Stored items
┌──
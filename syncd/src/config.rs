//! Daemon configuration.
//!
//! [`SyncConfig`] is assembled once at startup from the command line and an
//! optional TOML file, validated, and then only ever borrowed. The keyring
//! named by the configuration is loaded here so that an unreadable key is a
//! startup error rather than a failure on every pass.

use crate::cli::Cli;
use crate::exec::DEFAULT_COMMAND_TIMEOUT;
use crate::mirror::repository::DEFAULT_MAINLINE_BRANCH;
use crate::signature::{Keyring, KeyringError};
use camino::{Utf8Path, Utf8PathBuf};
use serde::Deserialize;
use std::time::Duration;

/// Default number of seconds between the start of consecutive passes.
pub const DEFAULT_SYNC_INTERVAL: Duration = Duration::from_secs(60);

/// Errors raised while building the configuration.
#[derive(Debug, thiserror::Error)]
pub enum ConfigError {
    /// A required setting was given neither on the command line nor in the
    /// configuration file.
    #[error("missing required setting --{setting}")]
    Missing {
        /// Flag name of the setting.
        setting: &'static str,
    },

    /// A duration setting was zero.
    #[error("--{setting} must be greater than zero")]
    ZeroDuration {
        /// Flag name of the setting.
        setting: &'static str,
    },

    /// The configuration file could not be read.
    #[error("cannot read configuration file {path}: {source}")]
    ReadFile {
        /// Path of the configuration file.
        path: Utf8PathBuf,
        /// Underlying I/O error.
        #[source]
        source: std::io::Error,
    },

    /// The configuration file is not valid.
    #[error("invalid configuration file {path}: {source}")]
    ParseFile {
        /// Path of the configuration file.
        path: Utf8PathBuf,
        /// TOML decoding error.
        #[source]
        source: Box<toml::de::Error>,
    },

    /// The keyring could not be loaded.
    #[error(transparent)]
    Keyring(#[from] KeyringError),
}

/// Settings read from a `--config` TOML file.
///
/// Keys mirror the long flag names in snake case.
#[derive(Clone, Debug, Default, Deserialize, Eq, PartialEq)]
#[serde(default, deny_unknown_fields)]
pub struct FileConfig {
    /// Seconds between passes.
    pub sync_interval: Option<u64>,
    /// Manifest repository URL.
    pub manifest_git_repository: Option<String>,
    /// Armored keyring path.
    pub armored_keyring: Option<Utf8PathBuf>,
    /// Source image registry.
    pub source_registry: Option<String>,
    /// Destination image registry.
    pub destination_registry: Option<String>,
    /// Source chart repository.
    pub source_chart_repository: Option<String>,
    /// Destination chart repository.
    pub destination_chart_repository: Option<String>,
    /// Source satellite repository.
    pub source_yggdrasil_git_repository: Option<String>,
    /// Destination satellite repository.
    pub destination_yggdrasil_git_repository: Option<String>,
    /// Destination branch for the satellite commit.
    pub mainline_branch: Option<String>,
    /// Seconds before an external command is abandoned.
    pub command_timeout: Option<u64>,
}

impl FileConfig {
    /// Reads and decodes the TOML file at `path`.
    ///
    /// # Errors
    ///
    /// Returns [`ConfigError::ReadFile`] or [`ConfigError::ParseFile`].
    pub fn load(path: &Utf8Path) -> Result<Self, ConfigError> {
        let text = std::fs::read_to_string(path).map_err(|source| ConfigError::ReadFile {
            path: path.to_owned(),
            source,
        })?;
        toml::from_str(&text).map_err(|source| ConfigError::ParseFile {
            path: path.to_owned(),
            source: Box::new(source),
        })
    }
}

/// A source and destination base URL for one artefact class.
#[derive(Clone, Debug, Eq, PartialEq)]
pub struct EndpointPair {
    /// Where artefacts are read from.
    pub source: String,
    /// Where artefacts are written to.
    pub destination: String,
}

/// Chart repository endpoints; publishing is skipped without a destination.
#[derive(Clone, Debug, Eq, PartialEq)]
pub struct ChartEndpoints {
    /// Repository archives are downloaded from.
    pub source: String,
    /// Repository verified archives are uploaded to.
    pub destination: Option<String>,
}

/// Validated daemon configuration.
#[derive(Clone, Debug)]
pub struct SyncConfig {
    /// Manifest repository URL.
    pub manifest_url: String,
    /// Keyring trusted to sign manifest commits; `None` disables the check.
    pub keyring: Option<Keyring>,
    /// Image registries.
    pub registry: EndpointPair,
    /// Chart repositories.
    pub charts: ChartEndpoints,
    /// Satellite git repositories.
    pub repository: EndpointPair,
    /// Destination branch for the satellite commit.
    pub mainline_branch: String,
    /// Time between the start of consecutive passes.
    pub sync_interval: Duration,
    /// Limit for each external command and HTTP request.
    pub command_timeout: Duration,
}

impl SyncConfig {
    /// Builds the configuration from parsed flags, reading `--config` when
    /// given.
    ///
    /// # Errors
    ///
    /// Returns [`ConfigError`] if the file or keyring cannot be read or a
    /// setting is missing or invalid.
    pub fn from_cli(cli: &Cli) -> Result<Self, ConfigError> {
        let file = cli
            .config
            .as_deref()
            .map(FileConfig::load)
            .transpose()?
            .unwrap_or_default();
        Self::from_sources(cli, file)
    }

    /// Merges flags over `file` and validates the result.
    ///
    /// # Errors
    ///
    /// Returns [`ConfigError`] if the keyring cannot be read or a setting is
    /// missing or invalid.
    pub fn from_sources(cli: &Cli, file: FileConfig) -> Result<Self, ConfigError> {
        let keyring = cli
            .armored_keyring
            .clone()
            .or(file.armored_keyring)
            .map(|path| Keyring::load(&path))
            .transpose()?;
        if keyring.is_none() {
            log::warn!("no --armored-keyring configured; manifest signatures will not be checked");
        }

        Ok(Self {
            manifest_url: endpoint(
                "manifest-git-repository",
                cli.manifest_git_repository.clone().or(file.manifest_git_repository),
            )?,
            keyring,
            registry: EndpointPair {
                source: endpoint(
                    "source-registry",
                    cli.source_registry.clone().or(file.source_registry),
                )?,
                destination: endpoint(
                    "destination-registry",
                    cli.destination_registry.clone().or(file.destination_registry),
                )?,
            },
            charts: ChartEndpoints {
                source: endpoint(
                    "source-chart-repository",
                    cli.source_chart_repository.clone().or(file.source_chart_repository),
                )?,
                destination: cli
                    .destination_chart_repository
                    .clone()
                    .or(file.destination_chart_repository)
                    .map(|value| trim_endpoint(&value))
                    .filter(|value| !value.is_empty()),
            },
            repository: EndpointPair {
                source: endpoint(
                    "source-yggdrasil-git-repository",
                    cli.source_yggdrasil_git_repository
                        .clone()
                        .or(file.source_yggdrasil_git_repository),
                )?,
                destination: endpoint(
                    "destination-yggdrasil-git-repository",
                    cli.destination_yggdrasil_git_repository
                        .clone()
                        .or(file.destination_yggdrasil_git_repository),
                )?,
            },
            mainline_branch: cli
                .mainline_branch
                .clone()
                .or(file.mainline_branch)
                .unwrap_or_else(|| DEFAULT_MAINLINE_BRANCH.to_owned()),
            sync_interval: seconds(
                "sync-interval",
                cli.sync_interval.or(file.sync_interval),
                DEFAULT_SYNC_INTERVAL,
            )?,
            command_timeout: seconds(
                "command-timeout",
                cli.command_timeout.or(file.command_timeout),
                DEFAULT_COMMAND_TIMEOUT,
            )?,
        })
    }
}

fn trim_endpoint(value: &str) -> String {
    value.trim().trim_end_matches('/').to_owned()
}

fn endpoint(setting: &'static str, value: Option<String>) -> Result<String, ConfigError> {
    value
        .map(|raw| trim_endpoint(&raw))
        .filter(|trimmed| !trimmed.is_empty())
        .ok_or(ConfigError::Missing { setting })
}

fn seconds(
    setting: &'static str,
    value: Option<u64>,
    default: Duration,
) -> Result<Duration, ConfigError> {
    match value {
        Some(0) => Err(ConfigError::ZeroDuration { setting }),
        Some(secs) => Ok(Duration::from_secs(secs)),
        None => Ok(default),
    }
}

#[cfg(test)]
#[path = "config_tests.rs"]
mod tests;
└──
**DIRECTIONS**:
Each line of the data that holds "between" should be reported.

**WRITTEN REPLY**:
/// Default number of seconds between the start of consecutive passes.
    /// Seconds between passes.
    /// Time between the start of consecutive passes.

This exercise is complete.